The debate at Hofstra University in Hempstead, New York, came as Obama made some gains in key battleground states and continued to lead McCain by eight percentage points, according to CNN’s average of six national surveys. Eight percent of voters are still undecided, according to CNN’s poll of polls.
The two candidates also bickered over which campaign had been more negative, with Obama alleging that more of McCain’s ads had been negative while McCain pointed out that Obama had been spending record amounts of money on his ad spots.
Describing his plan to have the government buy up home mortgages, McCain Said: “I am convinced that … we ought to put the homeowners first, and I’m disappointed that (Treasury) Secretary (Henry) Paulson and others have not made that their first priority.”

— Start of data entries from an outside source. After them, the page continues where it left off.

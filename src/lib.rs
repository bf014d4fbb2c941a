//! Powerhouse - Strength Training Periodization Engine
//!
//! Tracks per-muscle volume landmarks (MV/MEV/MAV/MRV), assesses fatigue,
//! drives the accumulation/deload/resensitization phase cycle and records
//! live workout sessions with set logging and undo. All state lives in one
//! `TrainingState` aggregate that can be snapshotted to JSON.

pub mod error;
pub mod events;
pub mod fatigue;
pub mod phase;
pub mod planner;
pub mod state;
pub mod storage;
pub mod volume;
pub mod workouts;

// Re-export commonly used types
pub use error::{PlannerError, PlannerResult};
pub use events::PlannerEvent;
pub use phase::controller::PhaseController;
pub use planner::{Planner, SharedPlanner};
pub use state::{TrainingPhase, TrainingState};
pub use storage::config::AppConfig;
pub use volume::{MuscleLandmarks, VolumeLandmarkStore, VolumeStatus};
pub use workouts::engine::WorkoutSessionEngine;
//! Phase controller: deload and resensitization decisions plus week boundaries.

use serde::{Deserialize, Serialize};

use crate::error::PlannerError;
use crate::phase::deload::{calculate_deload_strategy, DeloadKind, DeloadStrategy};
use crate::state::{TrainingPhase, TrainingState};
use crate::volume::{MuscleLandmarks, MAJOR_MUSCLES};

/// Target RIR in week one of a mesocycle.
const START_RIR: f64 = 3.0;
/// Target RIR in the final week of a mesocycle.
const END_RIR: f64 = 0.5;
/// Fraction of MEV prescribed by a basic deload.
const BASIC_DELOAD_VOLUME: f64 = 0.5;
/// Load multiplier for a basic deload.
const BASIC_DELOAD_LOAD: f64 = 0.5;
/// Consecutive weeks at MRV that force a deload.
const MRV_WEEKS_BEFORE_DELOAD: u32 = 2;

/// A condition that calls for a deload.
#[derive(Debug, Clone, PartialEq, Eq, Serialize, Deserialize)]
#[serde(tag = "trigger", rename_all = "snake_case")]
pub enum DeloadTrigger {
    /// Some muscle has been at MRV for this many weeks running
    ConsecutiveMrvWeeks { weeks: u32 },
    /// At least half of the muscles need recovery
    MostMusclesNeedRecovery { needing: u32, threshold: u32 },
    /// A major muscle is at MRV while recovery is already lagging
    MajorMuscleAtMrv { muscle: String },
    /// The last week of the mesocycle has been reached
    MesocycleComplete { week: u32, meso_len: u32 },
}

impl std::fmt::Display for DeloadTrigger {
    fn fmt(&self, f: &mut std::fmt::Formatter<'_>) -> std::fmt::Result {
        match self {
            DeloadTrigger::ConsecutiveMrvWeeks { weeks } => {
                write!(f, "{} consecutive weeks at MRV", weeks)
            }
            DeloadTrigger::MostMusclesNeedRecovery { needing, threshold } => {
                write!(f, "{} muscles need recovery (threshold {})", needing, threshold)
            }
            DeloadTrigger::MajorMuscleAtMrv { muscle } => {
                write!(f, "{} at MRV with recovery pending", muscle)
            }
            DeloadTrigger::MesocycleComplete { week, meso_len } => {
                write!(f, "week {} of {} reached", week, meso_len)
            }
        }
    }
}

/// Outcome of a week boundary.
#[derive(Debug, Clone, PartialEq, Eq, Serialize, Deserialize)]
#[serde(rename_all = "camelCase")]
pub struct WeekTransition {
    pub previous_week: u32,
    pub week_no: u32,
    pub block_no: u32,
    pub mesocycle_completed: bool,
    pub deload_ended: bool,
    #[serde(rename = "consecutiveMRVWeeks")]
    pub consecutive_mrv_weeks: u32,
}

/// Target RIR for a week: linear from 3.0 in week one down to 0.5 in the last week.
pub fn target_rir(week_no: u32, meso_len: u32) -> f64 {
    if meso_len <= 1 {
        return START_RIR;
    }
    let step = (START_RIR - END_RIR) / f64::from(meso_len - 1);
    let rir = START_RIR - step * f64::from(week_no.saturating_sub(1));
    rir.clamp(END_RIR, START_RIR)
}

/// Every deload condition that currently holds.
pub fn deload_triggers(state: &TrainingState) -> Vec<DeloadTrigger> {
    let mut triggers = Vec::new();

    if state.consecutive_mrv_weeks >= MRV_WEEKS_BEFORE_DELOAD {
        triggers.push(DeloadTrigger::ConsecutiveMrvWeeks {
            weeks: state.consecutive_mrv_weeks,
        });
    }

    let total = state.volume.muscle_count() as u32;
    let threshold = total.div_ceil(2);
    if total > 0 && state.total_muscles_needing_recovery >= threshold {
        triggers.push(DeloadTrigger::MostMusclesNeedRecovery {
            needing: state.total_muscles_needing_recovery,
            threshold,
        });
    }

    if state.total_muscles_needing_recovery > 0 {
        if let Some(muscle) = MAJOR_MUSCLES
            .iter()
            .find(|m| state.volume.is_at_mrv(m))
        {
            triggers.push(DeloadTrigger::MajorMuscleAtMrv {
                muscle: muscle.to_string(),
            });
        }
    }

    if state.week_no >= state.meso_len {
        triggers.push(DeloadTrigger::MesocycleComplete {
            week: state.week_no,
            meso_len: state.meso_len,
        });
    }

    triggers
}

/// Mutates phase, counters and bulk set targets of a borrowed state.
pub struct PhaseController<'a> {
    state: &'a mut TrainingState,
}

impl<'a> PhaseController<'a> {
    pub fn new(state: &'a mut TrainingState) -> Self {
        Self { state }
    }

    pub fn should_deload(&self) -> bool {
        self.state.should_deload()
    }

    pub fn deload_triggers(&self) -> Vec<DeloadTrigger> {
        self.state.deload_triggers()
    }

    pub fn should_resensitize(&self) -> bool {
        self.state.should_resensitize()
    }

    pub fn calculate_deload_strategy(&self) -> DeloadStrategy {
        calculate_deload_strategy(self.state)
    }

    /// Basic one-week deload: half of MEV, half of working loads.
    pub fn start_deload(&mut self) {
        self.state
            .volume
            .set_all(|lm| lm.deload_sets(BASIC_DELOAD_VOLUME));
        self.enter_deload(None, BASIC_DELOAD_LOAD, 1);
        tracing::info!("Deload started");
    }

    /// Apply a calculated deload strategy. Every muscle keeps at least one set.
    pub fn execute_deload(&mut self, strategy: &DeloadStrategy) {
        let reduction = strategy.volume_reduction;
        self.state
            .volume
            .set_all(|lm| lm.deload_sets(reduction).max(1));
        self.enter_deload(
            Some(strategy.kind),
            strategy.load_reduction,
            strategy.duration_weeks.max(1),
        );
        self.state.total_muscles_needing_recovery = 0;
        self.state.consecutive_mrv_weeks = 0;

        tracing::info!(
            kind = %strategy.kind,
            volume_pct = (reduction * 100.0).round(),
            load_pct = (strategy.load_reduction * 100.0).round(),
            "Executing deload"
        );
    }

    fn enter_deload(&mut self, kind: Option<DeloadKind>, load: f64, weeks: u32) {
        if self.state.phase == TrainingPhase::Resensitization {
            tracing::debug!("Deload replaces resensitization phase");
        }
        self.state.phase = TrainingPhase::Deload;
        self.state.deload_kind = kind;
        self.state.deload_weeks_remaining = weeks;
        self.state.load_reduction = load;
    }

    /// Leave a deload and start a fresh mesocycle at MEV.
    pub fn exit_deload(&mut self) -> Result<(), PlannerError> {
        if !self.state.is_deload_phase() {
            return Err(PlannerError::InvalidState(
                "Not in a deload phase".to_string(),
            ));
        }

        self.clear_deload();
        self.state.volume.reset_week();
        self.state.week_no = 1;

        tracing::info!("Exiting deload phase, starting fresh mesocycle");
        Ok(())
    }

    fn clear_deload(&mut self) {
        self.state.phase = TrainingPhase::Accumulation;
        self.state.deload_kind = None;
        self.state.deload_weeks_remaining = 0;
        self.state.load_reduction = 1.0;
    }

    /// Drop every muscle to MV for a maintenance phase.
    pub fn start_resensitization(&mut self) {
        if self.state.is_deload_phase() {
            tracing::debug!("Resensitization replaces deload phase");
        }
        self.state.volume.set_all(MuscleLandmarks::mv);
        self.state.phase = TrainingPhase::Resensitization;
        self.state.deload_kind = None;
        self.state.deload_weeks_remaining = 0;
        self.state.load_reduction = 1.0;

        tracing::info!("Resensitization phase started");
    }

    /// Return to accumulation at MEV.
    pub fn end_resensitization(&mut self) -> Result<(), PlannerError> {
        if !self.state.is_resensitization_phase() {
            return Err(PlannerError::InvalidState(
                "Not in a resensitization phase".to_string(),
            ));
        }

        self.state.phase = TrainingPhase::Accumulation;
        self.state.volume.reset_week();
        tracing::info!("Resensitization phase ended");
        Ok(())
    }

    /// Close the current week.
    ///
    /// The MRV streak is judged on the week being closed. A running deload
    /// counts down and ends when its weeks are used up. Passing the last week
    /// of the mesocycle starts the next block.
    pub fn next_week(&mut self) -> WeekTransition {
        let state = &mut *self.state;
        let previous_week = state.week_no;

        state.volume.snapshot_week();

        if state.volume.muscles_at_mrv().is_empty() {
            state.consecutive_mrv_weeks = 0;
        } else {
            state.consecutive_mrv_weeks += 1;
        }

        state.week_no += 1;

        let mut deload_ended = false;
        if state.phase == TrainingPhase::Deload {
            state.deload_weeks_remaining = state.deload_weeks_remaining.saturating_sub(1);
            if state.deload_weeks_remaining == 0 {
                deload_ended = true;
            }
        }
        if deload_ended {
            self.clear_deload();
        }

        let state = &mut *self.state;
        let mesocycle_completed = state.week_no > state.meso_len;
        if mesocycle_completed {
            state.week_no = 1;
            state.block_no += 1;
            state.consecutive_mrv_weeks = 0;
        }

        state.recovery_sessions_this_week = 0;
        state.total_muscles_needing_recovery = 0;

        tracing::info!(
            week = state.week_no,
            block = state.block_no,
            consecutive_mrv_weeks = state.consecutive_mrv_weeks,
            "Advanced to next week"
        );

        WeekTransition {
            previous_week,
            week_no: state.week_no,
            block_no: state.block_no,
            mesocycle_completed,
            deload_ended,
            consecutive_mrv_weeks: state.consecutive_mrv_weeks,
        }
    }

    /// Flag a muscle as needing recovery. Returns the updated count.
    pub fn hit_mrv(&mut self, muscle: &str) -> Result<u32, PlannerError> {
        self.state.volume.require_landmarks(muscle)?;

        self.state.total_muscles_needing_recovery += 1;
        if self.state.volume.is_at_mrv(muscle) {
            self.state.consecutive_mrv_weeks += 1;
        }

        tracing::debug!(
            muscle,
            needing_recovery = self.state.total_muscles_needing_recovery,
            "Muscle hit MRV"
        );
        Ok(self.state.total_muscles_needing_recovery)
    }

    /// Count a recovery session for this week.
    pub fn record_recovery_session(&mut self) -> u32 {
        self.state.recovery_sessions_this_week += 1;
        self.state.recovery_sessions_this_week
    }

    /// Change the mesocycle length. Must be at least one week.
    pub fn set_mesocycle_length(&mut self, weeks: u32) -> Result<(), PlannerError> {
        if weeks == 0 {
            return Err(PlannerError::Validation(
                "Mesocycle length must be at least 1 week".to_string(),
            ));
        }
        self.state.meso_len = weeks;
        Ok(())
    }
}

Obama, as he did in previous debates, focussed on the middle class, saying they need a “rescue package” of their own. He agreed with McCain on the idea of buying up mortgages, but disagreed on how it should be done, suggesting the Republican’s plan “could be a giveaway to banks”.
McCain said he would “have an across the board spending freeze”, an idea that Obama mocked as impractical. As for specific programmes he would cut, McCain cited ethanol subsidies and wasteful defence spending. Obama suggested he would cut money for the Medicare Advantage programme, which sends cash to private insurers.
Asked why their vice presidential candidates were best, Obama called Joe Biden “one of the best public servants in this country” who has “never forgotten where he came from” and whose “consistent pattern throughout his career is to fight for the little guy”.
McCain said Americans know Sarah Palin is “a role model to women and reformers everywhere. She’s a reformer through and through, and it’s time we had that breath of fresh air coming into the nation’s capital.”
On whether Palin was qualified to be president, Obama said: “Obviously that’s going to be up to the American people” and that she was a talented politician.
McCain said Biden is “qualified in many respects, but I think he’s been wrong on many national security issues”, criticising the Democrat’s “cockamamie” idea for dividing Iraq into pieces.
McCain and Obama followed with a foray into trade policy, with the two men disagreeing over whether the Colombia free trade agreement should be ratified; McCain supports it, Obama doesn’t.
On health care, Obama suggested his plan was both the best way to expand coverage and cut costs. McCain accused Obama of wanting to fine small businesses that didn’t provide health insurance, while Obama said that wasn’t true and that small businesses were exempt.